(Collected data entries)
•••••

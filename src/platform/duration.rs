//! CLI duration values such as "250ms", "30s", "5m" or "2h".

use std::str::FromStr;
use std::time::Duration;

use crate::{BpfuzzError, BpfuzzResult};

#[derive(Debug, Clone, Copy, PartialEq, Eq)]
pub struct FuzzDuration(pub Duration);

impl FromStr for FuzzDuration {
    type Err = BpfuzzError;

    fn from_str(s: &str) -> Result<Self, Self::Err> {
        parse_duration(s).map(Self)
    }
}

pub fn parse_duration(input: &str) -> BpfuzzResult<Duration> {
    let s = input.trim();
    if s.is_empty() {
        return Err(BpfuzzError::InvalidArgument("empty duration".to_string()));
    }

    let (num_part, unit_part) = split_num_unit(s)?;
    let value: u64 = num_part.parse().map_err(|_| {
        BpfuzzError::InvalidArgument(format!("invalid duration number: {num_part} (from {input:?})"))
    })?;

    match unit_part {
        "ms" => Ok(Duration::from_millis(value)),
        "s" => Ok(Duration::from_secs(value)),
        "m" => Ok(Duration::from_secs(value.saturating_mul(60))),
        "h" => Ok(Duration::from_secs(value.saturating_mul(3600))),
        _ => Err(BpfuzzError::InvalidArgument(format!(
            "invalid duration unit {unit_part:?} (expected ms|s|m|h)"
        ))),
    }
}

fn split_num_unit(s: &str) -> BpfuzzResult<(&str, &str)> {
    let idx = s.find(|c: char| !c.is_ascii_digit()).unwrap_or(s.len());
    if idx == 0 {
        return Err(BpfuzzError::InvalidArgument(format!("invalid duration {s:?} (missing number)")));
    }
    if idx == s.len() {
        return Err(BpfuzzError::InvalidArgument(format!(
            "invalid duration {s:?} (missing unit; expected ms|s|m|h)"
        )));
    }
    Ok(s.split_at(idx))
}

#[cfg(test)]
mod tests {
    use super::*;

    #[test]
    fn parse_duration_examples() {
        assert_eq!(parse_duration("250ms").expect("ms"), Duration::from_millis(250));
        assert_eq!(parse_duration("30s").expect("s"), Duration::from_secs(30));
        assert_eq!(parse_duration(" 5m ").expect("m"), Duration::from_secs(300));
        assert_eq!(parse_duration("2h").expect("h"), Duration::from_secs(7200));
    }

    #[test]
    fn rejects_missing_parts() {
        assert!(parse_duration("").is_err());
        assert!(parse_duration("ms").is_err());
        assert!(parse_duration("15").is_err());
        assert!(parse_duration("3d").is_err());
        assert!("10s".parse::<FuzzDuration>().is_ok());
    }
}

•••••

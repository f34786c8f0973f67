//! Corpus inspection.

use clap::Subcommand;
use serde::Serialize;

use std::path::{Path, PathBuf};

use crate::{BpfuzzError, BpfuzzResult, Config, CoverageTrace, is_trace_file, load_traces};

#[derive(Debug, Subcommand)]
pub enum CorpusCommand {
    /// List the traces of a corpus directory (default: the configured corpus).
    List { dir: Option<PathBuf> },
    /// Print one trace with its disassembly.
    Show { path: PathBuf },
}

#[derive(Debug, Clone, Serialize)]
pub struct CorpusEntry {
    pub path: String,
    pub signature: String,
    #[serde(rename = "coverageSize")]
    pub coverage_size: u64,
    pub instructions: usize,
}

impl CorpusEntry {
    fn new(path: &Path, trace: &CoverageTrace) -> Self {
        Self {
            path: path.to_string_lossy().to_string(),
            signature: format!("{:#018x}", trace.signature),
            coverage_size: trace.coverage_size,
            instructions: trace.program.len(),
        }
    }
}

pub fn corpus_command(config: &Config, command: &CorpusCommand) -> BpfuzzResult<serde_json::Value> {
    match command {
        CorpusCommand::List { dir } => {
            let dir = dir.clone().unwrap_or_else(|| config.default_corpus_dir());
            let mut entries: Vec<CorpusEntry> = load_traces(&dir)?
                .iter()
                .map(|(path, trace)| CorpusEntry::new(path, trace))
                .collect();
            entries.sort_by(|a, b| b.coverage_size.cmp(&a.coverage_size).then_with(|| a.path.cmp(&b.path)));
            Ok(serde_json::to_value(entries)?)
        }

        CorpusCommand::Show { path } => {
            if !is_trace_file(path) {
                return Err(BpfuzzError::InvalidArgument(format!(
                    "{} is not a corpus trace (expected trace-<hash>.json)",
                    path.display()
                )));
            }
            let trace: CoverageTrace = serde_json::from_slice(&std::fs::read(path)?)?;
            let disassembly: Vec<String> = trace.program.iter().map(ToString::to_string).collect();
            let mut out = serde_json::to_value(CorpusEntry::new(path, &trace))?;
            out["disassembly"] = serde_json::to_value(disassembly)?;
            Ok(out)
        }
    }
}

•••••

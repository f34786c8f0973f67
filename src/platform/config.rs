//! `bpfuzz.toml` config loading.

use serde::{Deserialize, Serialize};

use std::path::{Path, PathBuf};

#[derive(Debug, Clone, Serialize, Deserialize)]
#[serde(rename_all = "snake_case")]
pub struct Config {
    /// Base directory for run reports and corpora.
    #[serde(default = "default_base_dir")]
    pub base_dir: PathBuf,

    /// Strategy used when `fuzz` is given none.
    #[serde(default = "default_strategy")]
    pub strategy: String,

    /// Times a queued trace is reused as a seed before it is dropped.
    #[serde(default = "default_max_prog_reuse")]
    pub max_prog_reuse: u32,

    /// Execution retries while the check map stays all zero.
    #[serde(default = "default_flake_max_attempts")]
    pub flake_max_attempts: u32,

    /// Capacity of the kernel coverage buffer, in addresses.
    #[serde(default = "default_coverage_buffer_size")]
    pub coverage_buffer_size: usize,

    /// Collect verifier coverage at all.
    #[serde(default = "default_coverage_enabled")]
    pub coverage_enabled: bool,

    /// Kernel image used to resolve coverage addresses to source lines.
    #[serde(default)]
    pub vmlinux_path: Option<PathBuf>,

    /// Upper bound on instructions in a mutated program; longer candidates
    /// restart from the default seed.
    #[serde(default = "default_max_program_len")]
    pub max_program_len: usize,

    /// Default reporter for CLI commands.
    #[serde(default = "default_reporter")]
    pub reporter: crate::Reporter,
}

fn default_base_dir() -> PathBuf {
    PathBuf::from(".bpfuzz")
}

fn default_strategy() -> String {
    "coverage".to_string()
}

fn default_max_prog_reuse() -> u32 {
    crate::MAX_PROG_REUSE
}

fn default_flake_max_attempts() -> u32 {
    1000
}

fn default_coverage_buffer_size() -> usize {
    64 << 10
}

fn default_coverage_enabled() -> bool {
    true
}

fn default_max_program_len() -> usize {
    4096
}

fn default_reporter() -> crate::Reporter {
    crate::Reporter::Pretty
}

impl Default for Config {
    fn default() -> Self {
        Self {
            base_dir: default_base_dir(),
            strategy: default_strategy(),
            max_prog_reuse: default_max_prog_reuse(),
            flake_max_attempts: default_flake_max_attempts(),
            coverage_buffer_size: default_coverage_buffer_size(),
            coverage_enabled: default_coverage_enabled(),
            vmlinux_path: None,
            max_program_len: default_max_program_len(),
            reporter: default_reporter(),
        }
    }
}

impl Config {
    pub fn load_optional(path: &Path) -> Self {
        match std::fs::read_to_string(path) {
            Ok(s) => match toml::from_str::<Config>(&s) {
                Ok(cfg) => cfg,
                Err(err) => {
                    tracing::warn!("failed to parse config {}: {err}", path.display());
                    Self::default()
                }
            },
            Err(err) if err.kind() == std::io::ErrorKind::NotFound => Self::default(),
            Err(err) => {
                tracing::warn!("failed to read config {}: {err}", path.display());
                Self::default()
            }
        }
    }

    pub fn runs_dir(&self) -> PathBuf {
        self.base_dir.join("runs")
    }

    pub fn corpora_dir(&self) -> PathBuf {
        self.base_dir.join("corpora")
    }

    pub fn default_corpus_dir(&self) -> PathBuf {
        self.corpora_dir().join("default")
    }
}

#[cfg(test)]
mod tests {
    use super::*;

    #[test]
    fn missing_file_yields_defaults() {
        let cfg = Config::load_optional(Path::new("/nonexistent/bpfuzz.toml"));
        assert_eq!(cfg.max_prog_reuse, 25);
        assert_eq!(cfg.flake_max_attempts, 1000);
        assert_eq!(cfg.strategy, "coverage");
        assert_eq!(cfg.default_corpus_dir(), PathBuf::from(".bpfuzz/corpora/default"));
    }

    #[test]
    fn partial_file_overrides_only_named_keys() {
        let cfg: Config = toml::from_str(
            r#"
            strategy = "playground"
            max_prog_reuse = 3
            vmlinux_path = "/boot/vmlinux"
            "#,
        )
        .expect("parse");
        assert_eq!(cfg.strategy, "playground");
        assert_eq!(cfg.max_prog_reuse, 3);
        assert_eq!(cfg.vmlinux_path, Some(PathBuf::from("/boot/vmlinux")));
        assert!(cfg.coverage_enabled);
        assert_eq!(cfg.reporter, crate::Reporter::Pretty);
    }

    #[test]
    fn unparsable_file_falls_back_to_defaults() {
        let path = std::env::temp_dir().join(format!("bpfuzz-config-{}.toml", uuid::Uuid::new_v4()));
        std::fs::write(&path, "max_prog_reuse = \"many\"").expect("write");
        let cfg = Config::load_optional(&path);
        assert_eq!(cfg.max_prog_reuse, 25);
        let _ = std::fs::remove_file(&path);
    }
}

•••••

Exercise goal ▸ Where a line of the records contains the word "Debug", copy that line.

Solution ▸
#[derive(Debug, Clone, Copy, PartialEq, Eq)]
#[derive(Debug, Subcommand)]
#[derive(Debug, Clone, Serialize)]
#[derive(Debug, Clone, Serialize, Deserialize)]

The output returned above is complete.